Module Talon.Agg
Column-wise aggregation and transformation operations.
This module provides efficient aggregations that operate on entire columns, producing scalar results or new columns. All operations preserve type safety through dedicated submodules for different data types.
Performance: Operations leverage vectorized Nx computations where possible, providing significant speedups over manual iteration. Use cumsum, diff, and similar functions for efficient column transformations.
Type-specific aggregations
Each submodule ensures operations are only applied to compatible column types, preventing runtime type errors and providing clear semantics.
module Float : sig ... endFloat aggregations - work on any numeric column (int or float types).
module Int : sig ... endInteger aggregations - work on any integer column type.
module String : sig ... endString aggregations - work on string columns only.
module Bool : sig ... endBoolean aggregations - work on boolean columns only.
Generic aggregations
These functions work on any column type and provide information about the data structure rather than mathematical operations.
val count : t -> string -> intcount df name returns number of non-null values.
Null definition varies by column type:
- Float columns: NaN values
- Integer columns: Int32.min_int, Int64.min_int sentinel values
- String/Bool columns:
Nonevalues
This is the complement of null_count from the Col module.
Time complexity: O(n) where n is the number of rows.
val nunique : t -> string -> intnunique df name returns count of unique non-null values for any column type.
Works with any column type. Null values are excluded from the unique count. For large datasets, this operation may use significant memory to track unique values.
Time complexity: O(n) for simple types, O(n * m) for strings where m is average length.
value_counts df name returns unique non-null values and their counts.
Returns a tuple of (unique_values_column, counts_array) where the arrays have the same length and corresponding indices match. Useful for frequency analysis and building histograms.
The order of values is not guaranteed.
Time complexity: O(n) for simple types, O(n * m) for strings.
val is_null : t -> string -> bool arrayis_null df name returns boolean array where true indicates null values.
Null definition varies by column type:
- Float columns: NaN values
- Integer columns: Int32.min_int, Int64.min_int sentinel values
- String/Bool columns:
Nonevalues
Useful for conditional operations and null-aware filtering.
Time complexity: O(n) where n is the number of rows.
Column transformations
These operations return new columns, preserving the input column's dtype where possible. They are efficient alternatives to row-wise computations for common column transformations.
cumsum df name returns cumulative sum preserving column dtype.
Computes running total from first row to current row. Null values are treated as 0 for the cumulative operation but preserved in the output (i.e., null + value = null in the result).
The result column has the same dtype as the input column.

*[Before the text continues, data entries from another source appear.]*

impl<S: SaveSlot> SaveDataManager<S> {
    pub fn new(slot: S) -> Self {
        Self {
            slot,
            subscribers: BTreeMap::new(),
            classes: ClassRegistry::new(),
            in_run: false,
            restore_backup_on_next_room: false,
            pretty: false,
        }
    }

    /// Pretty-print the save document.
    pub fn with_pretty(mut self, pretty: bool) -> Self {
        self.pretty = pretty;
        self
    }

    pub fn slot(&self) -> &S {
        &self.slot
    }

    pub fn classes(&self) -> &ClassRegistry {
        &self.classes
    }

    /// Register a subscriber with default options.
    pub fn register(&mut self, key: &str, data: &SaveData) -> Result<(), ManagerError> {
        self.register_with(key, data, RegisterOptions::default())
    }

    /// Register a subscriber. The tree's current contents become its defaults.
    pub fn register_with(
        &mut self,
        key: &str,
        data: &SaveData,
        options: RegisterOptions,
    ) -> Result<(), ManagerError> {
        if key.is_empty() {
            return Err(RegistrationError::InvalidKey.into());
        }
        if self.subscribers.contains_key(key) {
            return Err(RegistrationError::DuplicateKey(key.to_string()).into());
        }
        validate_tree(key, data)?;

        let defaults = deep_copy(&data.as_value(), key)?;
        let discovered = self.classes.discover(&data.as_value());

        let mut persist = options.persist;
        if data.is_room_only() {
            // Room data is never written, so there is nothing to save.
            persist = Persist::Never;
        }

        tracing::info!(
            "registered save data subscriber '{}' ({} new classes)",
            key,
            discovered
        );
        self.subscribers.insert(
            key.to_string(),
            Subscriber {
                data: data.clone(),
                defaults,
                persist,
                backup: options.backup,
                backup_snapshot: None,
            },
        );
        Ok(())
    }

    /// Remove a subscriber and return its live tree.
    pub fn unregister(&mut self, key: &str) -> Result<SaveData, ManagerError> {
        let subscriber = self
            .subscribers
            .remove(key)
            .ok_or_else(|| RegistrationError::NotRegistered(key.to_string()))?;
        tracing::info!("unregistered save data subscriber '{}'", key);
        Ok(subscriber.data)
    }

    /// Register classes that are not reachable from any tree at registration time,
    /// for example the values of an initially empty map.
    pub fn register_classes(&mut self, classes: impl IntoIterator<Item = Rc<Class>>) {
        for class in classes {
            self.classes.register(class);
        }
    }

    pub fn is_registered(&self, key: &str) -> bool {
        self.subscribers.contains_key(key)
    }

    /// Registered subscriber keys in sorted order.
    pub fn subscriber_keys(&self) -> Vec<&str> {
        self.subscribers.keys().map(String::as_str).collect()
    }

    pub fn log_subscribers(&self) {
        tracing::info!(
            "save data subscribers: {}",
            self.subscriber_keys().join(", ")
        );
    }

    /// Merge the stored document into every registered subscriber.
    ///
    /// Unreadable or unparseable text counts as an empty document. Entries for
    /// unknown subscribers or with a non-object value are skipped.
    pub fn load(&mut self) -> Result<LoadReport, ManagerError> {
        let mut report = LoadReport::default();
        let document = match self.read_document() {
            Ok(document) => document,
            Err(reason) => {
                tracing::warn!("save data is corrupt ({}); using defaults", reason);
                report.corrupt = true;
                JsonMap::new()
            }
        };

        for (key, entry) in &document {
            let Some(subscriber) = self.subscribers.get(key) else {
                tracing::debug!("skipping save data for unregistered subscriber '{}'", key);
                report.skipped.push(key.clone());
                continue;
            };
            let JsonValue::Object(scopes) = entry else {
                tracing::warn!("save data for subscriber '{}' is not an object; skipping", key);
                report.skipped.push(key.clone());
                continue;
            };

            match merge_scopes(key, subscriber, scopes, &self.classes) {
                Ok(()) => report.loaded.push(key.clone()),
                Err(CopyError::Malformed { path, reason }) => {
                    tracing::warn!("skipping malformed save data at '{}': {}", path, reason);
                    report.skipped.push(key.clone());
                }
                Err(e) => return Err(e.into()),
            }
        }

        tracing::info!(
            "loaded save data for {} subscriber(s), skipped {}",
            report.loaded.len(),
            report.skipped.len()
        );
        Ok(report)
    }

    fn read_document(&self) -> Result<JsonMap<String, JsonValue>, String> {
        let text = match self.slot.read() {
            Ok(Some(text)) => text,
            Ok(None) => return Ok(JsonMap::new()),
            Err(e) => return Err(e.to_string()),
        };
        if text.trim().is_empty() {
            return Ok(JsonMap::new());
        }
        match serde_json::from_str::<JsonValue>(&text) {
            Ok(JsonValue::Object(document)) => Ok(document),
            Ok(_) => Err("top level is not an object".to_string()),
            Err(e) => Err(e.to_string()),
        }
    }

    /// Encode the persisted scopes of every eligible subscriber and write them to the slot.
    pub fn save(&mut self) -> Result<(), ManagerError> {
        let mut document = JsonMap::new();
        for (key, subscriber) in &self.subscribers {
            if !subscriber.persist.allows() {
                continue;
            }
            let mut scopes = JsonMap::new();
            for scope in Scope::PERSISTED {
                // Empty records carry nothing that defaults would not restore.
                if let Some(live) = subscriber.data.scope(scope)
                    && !live.borrow().is_empty()
                {
                    let encoded = serialize(&Value::Table(live), &child_path(key, scope))?;
                    scopes.insert(scope.as_str().to_string(), encoded);
                }
            }
            if !scopes.is_empty() {
                document.insert(key.clone(), JsonValue::Object(scopes));
            }
        }

        let document = JsonValue::Object(document);
        let text = if self.pretty {
            serde_json::to_string_pretty(&document)?
        } else {
            serde_json::to_string(&document)?
        };
        self.slot.write(&text).map_err(ManagerError::DiskWrite)?;
        tracing::info!("saved {} bytes of save data", text.len());
        Ok(())
    }

    pub fn force_load(&mut self) -> Result<LoadReport, ManagerError> {
        self.load()
    }

    pub fn force_save(&mut self) -> Result<(), ManagerError> {
        self.save()
    }

    /// Restore `scope` to its defaults for every subscriber, in place.
    pub fn reset_scope(&mut self, scope: Scope) -> Result<(), ManagerError> {
        if !scope.is_resettable() {
            return Err(ManagerError::NotResettable(scope));
        }
        for (key, subscriber) in &self.subscribers {
            reset_subscriber_scope(key, subscriber, scope)?;
        }
        tracing::debug!("reset {} data for {} subscriber(s)", scope, self.subscribers.len());
        Ok(())
    }

    /// Restore `scope` to its defaults for one subscriber.
    pub fn force_reset(&mut self, key: &str, scope: Scope) -> Result<(), ManagerError> {
        if !scope.is_resettable() {
            return Err(ManagerError::NotResettable(scope));
        }
        let subscriber = self
            .subscribers
            .get(key)
            .ok_or_else(|| RegistrationError::NotRegistered(key.to_string()))?;
        reset_subscriber_scope(key, subscriber, scope)
    }

    /// True while no run is in progress.
    pub fn in_menu(&self) -> bool {
        !self.in_run
    }

    /// A run began or was continued. Loads from disk once per run; a brand new
    /// run also starts its run, level and room data from defaults.
    pub fn run_started(&mut self, is_continued: bool) -> Result<(), ManagerError> {
        if self.in_run {
            return Ok(());
        }
        self.in_run = true;
        self.restore_backup_on_next_room = false;

        self.load()?;
        if !is_continued {
            self.reset_scope(Scope::Run)?;
            self.reset_scope(Scope::Level)?;
            self.reset_scope(Scope::Room)?;
        }
        tracing::info!(
            "run started ({})",
            if is_continued { "continued" } else { "new" }
        );
        Ok(())
    }

    /// The player reached a new level. The first floor is saved by the run start instead.
    pub fn new_level_entered(&mut self, on_first_floor: bool) -> Result<(), ManagerError> {
        self.reset_scope(Scope::Level)?;
        if !on_first_floor {
            self.save()?;
        }
        Ok(())
    }

    /// The player entered a new room: reset room data, then restore the backup
    /// if an undo is pending or take a fresh snapshot otherwise.
    pub fn new_room_entered(&mut self) -> Result<(), ManagerError> {
        self.reset_scope(Scope::Room)?;
        if self.restore_backup_on_next_room {
            self.restore_backup_on_next_room = false;
            self.restore_backup()
        } else {
            self.snapshot_backup()
        }
    }

    pub fn zone_entered(&mut self) -> Result<(), ManagerError> {
        self.new_room_entered()
    }

    /// The run ended. Saves before leaving the run state.
    pub fn run_exited(&mut self) -> Result<(), ManagerError> {
        let result = self.save();
        self.in_run = false;
        result
    }

    /// The undo action was used; the next room entry restores the backup.
    pub fn action_taken(&mut self) {
        self.restore_backup_on_next_room = true;
    }
}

Time complexity: O(n) where n is the number of rows.
cumprod df name returns cumulative product preserving column dtype.
Computes running product from first row to current row. Null values propagate through the computation (null * value = null).
Time complexity: O(n) where n is the number of rows.
diff df name ?periods () returns difference between elements.
Computes value[i] - value[i-periods] for each element. The first periods elements will be null since there are no previous values.
Time complexity: O(n) where n is the number of rows.
pct_change df name ?periods () returns percentage change between elements.
Computes (value[i] - value[i-periods]) / value[i-periods] for each element. The first periods elements will be null. Division by zero produces null.
Time complexity: O(n) where n is the number of rows.
shift df name ~periods shifts values by periods.
Positive periods shift forward (values move down, nulls fill the top). Negative periods shift backward (values move up, nulls fill the bottom).
Time complexity: O(n) where n is the number of rows.
fillna df name ~value fills null/missing values with provided value.
The value column must either:
- Have exactly one element (broadcast to all null positions)
- Have the same length as the target column (element-wise replacement)
The value column must have the same type as the target column.
Time complexity: O(n) where n is the number of rows.